I was referring to their home location in Hackensack, MN..........yes it is rural!!


----------



## Cyan

Back on this subject; one supplier either forgot to send my frames or they were lost or stolen somewhere in transit. Obviously I called them and they're looking into it, but it sucks none the less.


----------



## Bella Honey

Never had a problem with mann lake at my door with in a day or two


----------



## Colobee

Mann Lake has exceptional customer service. I'm still holding out hope for a "wooden ware sale". I could use another thirty or forty 8-frame medium supers. Otherwise I'll be building that finger joint box jig & wondering why I waited so long.

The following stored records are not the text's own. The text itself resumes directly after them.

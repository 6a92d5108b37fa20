use crate::error::config::ConfigError;
use crate::radio::tcp::{DEFAULT_DISCRIMINATOR_TIMEOUT, TcpRadioAdapter};
use crate::transport::TlsProtocols;
use crate::{DEFAULT_SERVICE_NAME, HANDOFF_MIME_TYPE};

use common::ErrorLocation;

use std::net::{IpAddr, Ipv4Addr};
use std::panic::Location;
use std::path::{Path, PathBuf};
use std::time::Duration;

use log::{info, warn};
use serde::{Deserialize, Serialize};

const CONFIG_FILE_NAME: &str = "handoff.json";
const CONFIG_DIR_NAME: &str = "handoff";
const CONFIG_VERSION: u32 = 1;
const MIN_DISCRIMINATOR_TIMEOUT_MS: u64 = 100;
const MAX_DISCRIMINATOR_TIMEOUT_MS: u64 = 60_000;

// ============================================
// CONFIG STRUCTS
// ============================================

#[derive(Debug, Clone, Serialize, Deserialize, PartialEq)]
pub struct ListenerConfig {
    #[serde(default = "default_service_name")]
    pub service_name: String,
    #[serde(default = "default_bind_address")]
    pub bind_address: IpAddr,
    #[serde(default = "default_discriminator_timeout_ms")]
    pub discriminator_timeout_ms: u64,
}

impl ListenerConfig {
    pub fn discriminator_timeout(&self) -> Duration {
        Duration::from_millis(self.discriminator_timeout_ms)
    }

    /// TCP rendezvous radio bound to `bind_address`.
    pub fn radio_adapter(&self) -> TcpRadioAdapter {
        TcpRadioAdapter::new(self.bind_address, self.discriminator_timeout())
    }
}

impl Default for ListenerConfig {
    fn default() -> Self {
        Self {
            service_name: default_service_name(),
            bind_address: default_bind_address(),
            discriminator_timeout_ms: default_discriminator_timeout_ms(),
        }
    }
}

#[derive(Debug, Clone, Serialize, Deserialize, PartialEq)]
pub struct BroadcastConfig {
    #[serde(default = "default_mime_type")]
    pub mime_type: String,
}

impl Default for BroadcastConfig {
    fn default() -> Self {
        Self {
            mime_type: default_mime_type(),
        }
    }
}

#[derive(Debug, Clone, Default, Serialize, Deserialize, PartialEq)]
pub struct TransportConfig {
    #[serde(default)]
    pub protocols: TlsProtocols,
}

#[derive(Debug, Clone, Serialize, Deserialize, PartialEq)]
pub struct HandoffConfig {
    #[serde(default = "default_version")]
    pub version: u32,

    #[serde(default)]
    pub listener: ListenerConfig,

    #[serde(default)]
    pub broadcast: BroadcastConfig,

    #[serde(default)]
    pub transport: TransportConfig,
}

impl Default for HandoffConfig {
    fn default() -> Self {
        Self {
            version: CONFIG_VERSION,
            listener: ListenerConfig::default(),
            broadcast: BroadcastConfig::default(),
            transport: TransportConfig::default(),
        }
    }
}

// ============================================
// DEFAULT FUNCTIONS
// ============================================

fn default_version() -> u32 {
    CONFIG_VERSION
}
fn default_service_name() -> String {
    DEFAULT_SERVICE_NAME.to_string()
}
fn default_bind_address() -> IpAddr {
    IpAddr::V4(Ipv4Addr::LOCALHOST)
}
fn default_discriminator_timeout_ms() -> u64 {
    DEFAULT_DISCRIMINATOR_TIMEOUT.as_millis() as u64
}
fn default_mime_type() -> String {
    HANDOFF_MIME_TYPE.to_string()
}

// ============================================
// IMPLEMENTATION
// ============================================

/// Platform config directory for the handoff host, e.g. `~/.config/handoff`.
pub fn default_config_dir() -> Result<PathBuf, ConfigError> {
    dirs::config_dir()
        .map(|dir| dir.join(CONFIG_DIR_NAME))
        .ok_or_else(|| ConfigError::DirectoryNotFound {
            location: ErrorLocation::from(Location::caller()),
        })
}

impl HandoffConfig {
    /// Load config from {config_dir}/handoff.json.
    ///
    /// # Returns
    ///
    /// Returns `Ok(HandoffConfig)` if loaded successfully or defaults if the file is missing.
    /// Returns `Err(ConfigError)` if the file exists but is corrupted/invalid.
    pub fn load(config_dir: &Path) -> Result<Self, ConfigError> {
        let config_path = config_dir.join(CONFIG_FILE_NAME);

        if !config_path.exists() {
            info!(
                "Config file not found at {}, using defaults",
                config_path.display()
            );
            return Ok(Self::default());
        }

        let contents = std::fs::read_to_string(&config_path).map_err(|e| {
            warn!("Failed to read config file: {}", e);
            ConfigError::ReadError {
                location: ErrorLocation::from(Location::caller()),
                path: config_path.clone(),
                source: e,
            }
        })?;

        let config: HandoffConfig = serde_json::from_str(&contents).map_err(|e| {
            warn!("Failed to parse config JSON: {}", e);
            ConfigError::ParseError {
                location: ErrorLocation::from(Location::caller()),
                path: config_path.clone(),
                reason: e.to_string(),
            }
        })?;

        config.validate()?;

        info!("Config loaded from {}", config_path.display());
        Ok(config)
    }

    /// Save config to {config_dir}/handoff.json using temp file + rename.
    ///
    /// # Errors
    ///
    /// Returns [`ConfigError`] if validation, directory creation, serialization,
    /// write or rename fails.
    pub fn save(&self, config_dir: &Path) -> Result<(), ConfigError> {
        self.validate()?;

        std::fs::create_dir_all(config_dir).map_err(|e| ConfigError::WriteError {
            location: ErrorLocation::from(Location::caller()),
            path: config_dir.to_path_buf(),
            source: e,
        })?;

        let config_path = config_dir.join(CONFIG_FILE_NAME);
        let temp_path = config_dir.join(format!("{}.tmp", CONFIG_FILE_NAME));

        let json = serde_json::to_string_pretty(self).map_err(|e| ConfigError::SerializeError {
            location: ErrorLocation::from(Location::caller()),
            reason: e.to_string(),
        })?;

        std::fs::write(&temp_path, json).map_err(|e| ConfigError::WriteError {
            location: ErrorLocation::from(Location::caller()),
            path: temp_path.clone(),
            source: e,
        })?;

        std::fs::rename(&temp_path, &config_path).map_err(|e| ConfigError::WriteError {
            location: ErrorLocation::from(Location::caller()),
            path: config_path.clone(),
            source: e,
        })?;

        info!("Config saved to {}", config_path.display());
        Ok(())
    }

    /// Validate config values.
    ///
    /// # Errors
    ///
    /// Returns [`ConfigError::ValidationError`] if any value is invalid.
    pub fn validate(&self) -> Result<(), ConfigError> {
        if self.version == 0 || self.version > CONFIG_VERSION {
            return Err(ConfigError::ValidationError {
                location: ErrorLocation::from(Location::caller()),
                reason: format!(
                    "Invalid version: {} (expected 1-{})",
                    self.version, CONFIG_VERSION
                ),
            });
        }

        if self.listener.service_name.trim().is_empty() {
            return Err(ConfigError::ValidationError {
                location: ErrorLocation::from(Location::caller()),
                reason: "listener.service_name cannot be empty".to_string(),
            });
        }

        let timeout = self.listener.discriminator_timeout_ms;
        if !(MIN_DISCRIMINATOR_TIMEOUT_MS..=MAX_DISCRIMINATOR_TIMEOUT_MS).contains(&timeout) {
            return Err(ConfigError::ValidationError {
                location: ErrorLocation::from(Location::caller()),
                reason: format!(
                    "Invalid discriminator timeout: {timeout}ms (must be {MIN_DISCRIMINATOR_TIMEOUT_MS}-{MAX_DISCRIMINATOR_TIMEOUT_MS})"
                ),
            });
        }

        // type/subtype, nothing else
        let mime = &self.broadcast.mime_type;
        let valid_mime = mime
            .split_once('/')
            .is_some_and(|(kind, subtype)| !kind.is_empty() && !subtype.is_empty())
            && !mime.contains(char::is_whitespace);
        if !valid_mime {
            return Err(ConfigError::ValidationError {
                location: ErrorLocation::from(Location::caller()),
                reason: format!("Invalid MIME type: {mime}"),
            });
        }

        Ok(())
    }
}
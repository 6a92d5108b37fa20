use handoff::demo::run;

use handoff_core::config::HandoffConfig;

use tempfile::TempDir;

/// **VALUE**: Runs the whole demo against a config loaded from disk.
///
/// **WHY THIS MATTERS**: This is the only place the host wiring (config, loopback broadcast,
/// TCP radio, broadcaster, responder) is exercised together.
///
/// **BUG THIS CATCHES**: Would catch the demo ignoring the loaded config, a responder built
/// with a different MIME type than the broadcaster, or proceed firing more than once.
#[tokio::test]
async fn given_saved_config_when_demo_runs_then_pairs_once() {
    // GIVEN: A config saved to and loaded from a temp directory
    let dir = TempDir::new().expect("temp dir");
    let mut config = HandoffConfig::default();
    config.listener.service_name = "DemoRenderer".to_string();
    config.broadcast.mime_type = "application/vnd.example.handoff".to_string();
    config.save(dir.path()).expect("saves");
    let config = HandoffConfig::load(dir.path()).expect("loads");

    // WHEN: Running one handoff
    let report = run(&config).await.expect("handoff completes");

    // THEN: One tap, one poll, one proceed, over a loopback address
    assert_eq!(report.proceeds, 1);
    assert_eq!(report.polls, 1);
    let address = report.address.expect("listener address advertised");
    assert!(address.starts_with("127.0.0.1:"));
}
mod demo;
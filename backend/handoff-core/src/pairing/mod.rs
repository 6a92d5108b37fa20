//! Pairing listener: the initiator's single-use rendezvous.
//!
//! The listener binds one endpoint keyed by the session identifier, waits on a
//! background task for exactly one inbound connection and then tells its owner
//! to proceed. Cancellation closes the endpoint; the pending accept fails and
//! the failure is swallowed as a normal lifecycle event.
//!
//! # State machine
//!
//! ```text
//! Created ──start──▶ Listening ──accept──▶ Accepted ──┐
//!    │                  │ ├──cancel──▶ Cancelled ──────┼──▶ Closed
//!    │                  │ └──io error─▶ Failed ────────┘
//!    └──cancel──────────┴──────────────────────────────────▶ Closed
//! ```
//!
//! There is no way back from a terminal state; every advertisement attempt
//! gets a fresh listener.

mod listener;
pub(crate) mod state;

pub use listener::{ListenerEndpoint, PairingListener, ProceedHook};
pub use state::ListenerState;
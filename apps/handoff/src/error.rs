use common::ErrorLocation;

use thiserror::Error;

/// Errors surfaced by the handoff host application.
///
/// Core errors are flattened into messages here; their own display already
/// carries the location they were raised at.
#[derive(Debug, Error)]
pub enum HandoffAppError {
    /// Error from this App
    #[error("Handoff Error: {message} {location}")]
    Handoff {
        message: String,
        location: ErrorLocation,
    },

    /// Error from handoff-core operations (config, pairing, transport)
    #[error("Core Error: {message} {location}")]
    Core {
        message: String,
        location: ErrorLocation,
    },

    /// The peer never completed the rendezvous
    #[error("Timeout Error: {message} {location}")]
    Timeout {
        message: String,
        location: ErrorLocation,
    },
}
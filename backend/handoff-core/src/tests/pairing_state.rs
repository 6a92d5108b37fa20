// Unit tests for the listener state machine behind PairingListener
// Listener behaviour over a real radio is covered in integration_tests/pairing.rs

use crate::pairing::ListenerState;
use crate::pairing::state::SharedState;

/// **VALUE**: Verifies that a transition only happens from the expected source state.
///
/// **WHY THIS MATTERS**: The accept worker and `cancel()` race on the same state. The
/// compare-and-set is the only thing deciding which of them wins.
///
/// **BUG THIS CATCHES**: Would catch a transition that ignores `from`, letting a late
/// accept overwrite a cancellation and call `proceed()` after the user backed out.
#[test]
fn given_cancelled_listener_when_accept_transition_attempted_then_rejected() {
    // GIVEN: A listener that was listening and then cancelled
    let state = SharedState::new();
    assert!(state.transition(ListenerState::Created, ListenerState::Listening));
    assert!(state.transition(ListenerState::Listening, ListenerState::Cancelled));

    // WHEN: The accept worker tries to claim the connection
    let accepted = state.transition(ListenerState::Listening, ListenerState::Accepted);

    // THEN: The accept loses and the state stays cancelled
    assert!(!accepted);
    assert_eq!(state.get(), ListenerState::Cancelled);
    assert_eq!(state.outcome(), Some(ListenerState::Cancelled));
}

/// **VALUE**: Verifies that closing keeps the outcome of the listening phase.
///
/// **WHY THIS MATTERS**: Callers look at `outcome()` after the worker exits to find out
/// whether a peer actually arrived; `Closed` alone does not say.
///
/// **BUG THIS CATCHES**: Would catch `close()` clearing the recorded outcome.
#[test]
fn given_accepted_listener_when_closed_then_outcome_survives() {
    // GIVEN: An accepted listener
    let state = SharedState::new();
    state.transition(ListenerState::Created, ListenerState::Listening);
    state.transition(ListenerState::Listening, ListenerState::Accepted);

    // WHEN: Closing it
    let previous = state.close();

    // THEN: Previous state is reported and the outcome is kept
    assert_eq!(previous, ListenerState::Accepted);
    assert_eq!(state.get(), ListenerState::Closed);
    assert_eq!(state.outcome(), Some(ListenerState::Accepted));
}

/// **VALUE**: Verifies that a listener closed before it ever listened records no outcome.
///
/// **BUG THIS CATCHES**: Would catch `Closed` being recorded as an outcome, which would make
/// an unused listener look like it finished a rendezvous.
#[test]
fn given_fresh_listener_when_closed_then_no_outcome() {
    // GIVEN: A fresh state
    let state = SharedState::new();

    // WHEN: Moving straight to closed
    let moved = state.transition(ListenerState::Created, ListenerState::Closed);

    // THEN: No outcome is recorded
    assert!(moved);
    assert!(state.get().is_finished());
    assert_eq!(state.outcome(), None);
}

#[test]
fn given_listener_states_when_checked_then_only_created_and_listening_are_live() {
    let live = [ListenerState::Created, ListenerState::Listening];
    let finished = [
        ListenerState::Accepted,
        ListenerState::Cancelled,
        ListenerState::Failed,
        ListenerState::Closed,
    ];

    for state in live {
        assert!(!state.is_finished(), "{state} should be live");
    }
    for state in finished {
        assert!(state.is_finished(), "{state} should be finished");
    }
}
use crate::ErrorLocation;

use thiserror::Error as ThisError;

#[derive(Debug, ThisError)]
pub enum RedactError {
    #[error("Serialization Error: {message} {location}")]
    Serialization {
        message: String,
        location: ErrorLocation,
    },
}
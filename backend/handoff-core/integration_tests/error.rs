use handoff_core::error::{CoreError, ListenerError, TransportError};
use handoff_core::renderer::HandoffErrorCode;

use std::error::Error;
use std::io::{Error as IoError, ErrorKind};

/// **VALUE**: Verifies that I/O errors converted with `?` point at the conversion site.
///
/// **WHY THIS MATTERS**: Rendezvous failures happen deep in async workers. Without the
/// location, a log line says "connection reset" and nothing about where.
///
/// **BUG THIS CATCHES**: Would catch `#[track_caller]` being dropped from the `From` impl,
/// which would make every location point into the error module.
#[test]
fn given_io_error_when_converted_then_location_is_call_site() {
    // GIVEN: An I/O error
    let io_error = IoError::new(ErrorKind::ConnectionReset, "connection reset");

    // WHEN: Converting into a listener error
    let error: ListenerError = io_error.into();

    // THEN: Message and this file are in the display
    let text = error.to_string();
    assert!(text.contains("IO Error"));
    assert!(text.contains("connection reset"));
    assert!(text.contains("error.rs"));
    assert!(!text.contains("listener.rs"));
}

#[test]
fn given_construction_error_when_wrapped_in_core_error_then_display_and_source_preserved() {
    let error = TransportError::construction("Unable to build chain verifier", "no roots");
    let expected = error.to_string();

    let core: CoreError = error.into();

    assert_eq!(core.to_string(), expected);
    assert!(expected.contains("Transport Construction Failed"));
    assert!(expected.contains("error.rs"));
    assert!(core.source().is_some());
}

#[test]
fn given_error_codes_when_displayed_then_include_numeric_code() {
    let cases = [
        (HandoffErrorCode::BroadcastUnavailable, 100),
        (HandoffErrorCode::ListenerUnavailable, 101),
        (HandoffErrorCode::ListenerBindFailed, 102),
    ];

    for (code, number) in cases {
        assert_eq!(code.code(), number);
        assert!(code.to_string().contains(&format!("({number})")));
    }
}
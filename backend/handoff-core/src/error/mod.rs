pub mod config;
pub mod credential;
pub mod descriptor;
pub mod listener;
pub mod transport;

pub use config::ConfigError;
pub use credential::CredentialError;
pub use descriptor::DescriptorError;
pub use listener::ListenerError;
pub use transport::TransportError;

use thiserror::Error;

#[derive(Debug, Error)]
pub enum CoreError {
    #[error(transparent)]
    Config(#[from] ConfigError),

    #[error(transparent)]
    Credential(#[from] CredentialError),

    #[error(transparent)]
    Descriptor(#[from] DescriptorError),

    #[error(transparent)]
    Listener(#[from] ListenerError),

    #[error(transparent)]
    Transport(#[from] TransportError),
}
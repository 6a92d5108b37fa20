//! Logging for the handoff host: coloured stdout plus a plain log file.

use crate::error::HandoffAppError;

use common::ErrorLocation;

use std::fmt::{Arguments, Display};
use std::io::stdout;
use std::panic::Location;
use std::path::Path;
use std::sync::Once;
use std::sync::atomic::{AtomicBool, Ordering};
use std::time::SystemTime;

use fern::colors::Color::{Blue, Green, Magenta, Red, Yellow};
use fern::colors::ColoredLevelConfig;
use fern::{Dispatch, FormatCallback};
use humantime::format_rfc3339;
use log::{LevelFilter, Record, info, warn};

static INIT_LOGGER_ONCE: Once = Once::new();

static LOGGER_ALREADY_CALLED: AtomicBool = AtomicBool::new(false);

pub const LOG_FILE_NAME: &str = "handoff.log";

#[cfg(debug_assertions)]
const LOG_LEVEL: LevelFilter = LevelFilter::Debug;

#[cfg(not(debug_assertions))]
const LOG_LEVEL: LevelFilter = LevelFilter::Info;

/// Install the global logger, writing to stdout and `{log_dir}/handoff.log`.
///
/// Only the first call installs anything; later calls warn and return `Ok`.
///
/// # Errors
///
/// Returns [`HandoffAppError::Handoff`] if the log file cannot be opened or
/// another logger is already installed.
pub fn initialize(log_dir: &Path) -> Result<(), HandoffAppError> {
    if LOGGER_ALREADY_CALLED.swap(true, Ordering::SeqCst) {
        warn!("Logger already initialized");
        return Ok(());
    }

    let mut result = Ok(());

    INIT_LOGGER_ONCE.call_once(|| {
        result = install(log_dir);
        if result.is_ok() {
            info!("Logger initialized with level: {LOG_LEVEL:?}");
        }
    });

    result
}

fn write_line(
    out: FormatCallback<'_>,
    message: &Arguments<'_>,
    record: &Record<'_>,
    level: &dyn Display,
) {
    out.finish(format_args!(
        "[{date} - {level}] {message} [{file}:{line}]",
        date = format_rfc3339(SystemTime::now()),
        file = record.file().unwrap_or("unknown"),
        line = record.line().unwrap_or(0),
    ))
}

#[track_caller]
fn install(log_dir: &Path) -> Result<(), HandoffAppError> {
    let colors = ColoredLevelConfig::new()
        .debug(Blue)
        .info(Green)
        .warn(Yellow)
        .error(Red)
        .trace(Magenta);

    let log_file = fern::log_file(log_dir.join(LOG_FILE_NAME)).map_err(|e| {
        HandoffAppError::Handoff {
            message: format!("Failed to create log file in {}: {e}", log_dir.display()),
            location: ErrorLocation::from(Location::caller()),
        }
    })?;

    let console = Dispatch::new()
        .format(move |out, message, record| {
            write_line(out, message, record, &colors.color(record.level()))
        })
        .chain(stdout());

    let file = Dispatch::new()
        .format(|out, message, record| write_line(out, message, record, &record.level()))
        .chain(log_file);

    Dispatch::new()
        .level(LOG_LEVEL)
        // rustls is chatty at debug
        .level_for("rustls", LevelFilter::Info)
        .chain(console)
        .chain(file)
        .apply()
        .map_err(|e| HandoffAppError::Handoff {
            message: format!("Failed to initialize logger: {e}"),
            location: ErrorLocation::from(Location::caller()),
        })
}
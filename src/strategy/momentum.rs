use super::{
    signals::{latest_buy, SignalConfig},
    Strategy,
};
use crate::indicators::{compute_frame, IndicatorConfig, IndicatorFrame};
use crate::models::{CandleSeries, Signal};
use crate::{BotError, Result};

/// Oversold-recovery momentum entry
///
/// Buys when the stochastic was oversold within the last `lags` rows, has
/// climbed back into the neutral band, and RSI plus MACD histogram confirm
/// upward momentum.
#[derive(Debug, Clone, Default)]
pub struct StochasticMomentum {
    indicators: IndicatorConfig,
    signals: SignalConfig,
}

impl StochasticMomentum {
    pub fn new(indicators: IndicatorConfig, signals: SignalConfig) -> Self {
        Self {
            indicators,
            signals,
        }
    }

    /// Indicator frame for a series, for inspection and reporting
    pub fn frame(&self, series: &CandleSeries) -> IndicatorFrame {
        compute_frame(series, &self.indicators)
    }

    pub fn signal_config(&self) -> &SignalConfig {
        &self.signals
    }
}

impl Strategy for StochasticMomentum {
    fn generate_signal(&self, series: &CandleSeries) -> Result<Signal> {
        let frame = self.frame(series);

        let Some(latest) = frame.latest() else {
            return Err(BotError::data_unavailable(
                series.symbol(),
                format!(
                    "insufficient data: {} candles, need {}",
                    series.len(),
                    self.min_candles_required()
                ),
            ));
        };

        let buy = latest_buy(&frame, &self.signals);

        tracing::debug!(
            symbol = %series.symbol(),
            "Indicators: %K={:.2}, %D={:.2}, RSI={:.2}, MACD hist={:.6}, buy={}",
            latest.stoch_k,
            latest.stoch_d,
            latest.rsi,
            latest.macd_hist,
            buy
        );

        Ok(if buy { Signal::Buy } else { Signal::Hold })
    }

    fn name(&self) -> &str {
        "StochasticMomentum"
    }

    fn min_candles_required(&self) -> usize {
        self.indicators.longest_window()
    }
}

The kind of sales they offer, along with free shipping over $100 on most, makes it understandable when they get backlogged and have delays.


----------



## dtrooster

Its not just Mann Lake. I ordered just frame parts and foundation from Dadant and 12 days to ship, if I hadn't called and threatened to cancel the order it woulda been longer than that.


----------



## wildbranch2007

order placed on the 14th received on the 19th with a weekend in between in the busiest part of their season, can't hardly complain about that:thumbsup:


----------



## Rzrbackbees

wildbranch2007 said:


> order placed on the 14th received on the 19th with a weekend in between in the busiest part of their season, can't hardly complain about that:thumbsup:


Same experience here. I always plan ahead on orders so I'm not counting the days and following the fed ex trucks around. Time flies when you plan ahead.


----------



## jwcarlson

Ian said:


> This is why small orders are more expensive, hardly worth the hassle


Bingo. 
My head would explode working for customer service at any company, let alone a beekeeping company.


----------



## Ian

Our cooperative bee supply store is run off their feet with hobby sales, and not complaining, but they need to increase the pricing on small orders due to all the time needed to make those sales (teaching how to beekeep with every box sold). As compared to large commercial orders or internet sales where it's mearly moving inventory and entering numbers. 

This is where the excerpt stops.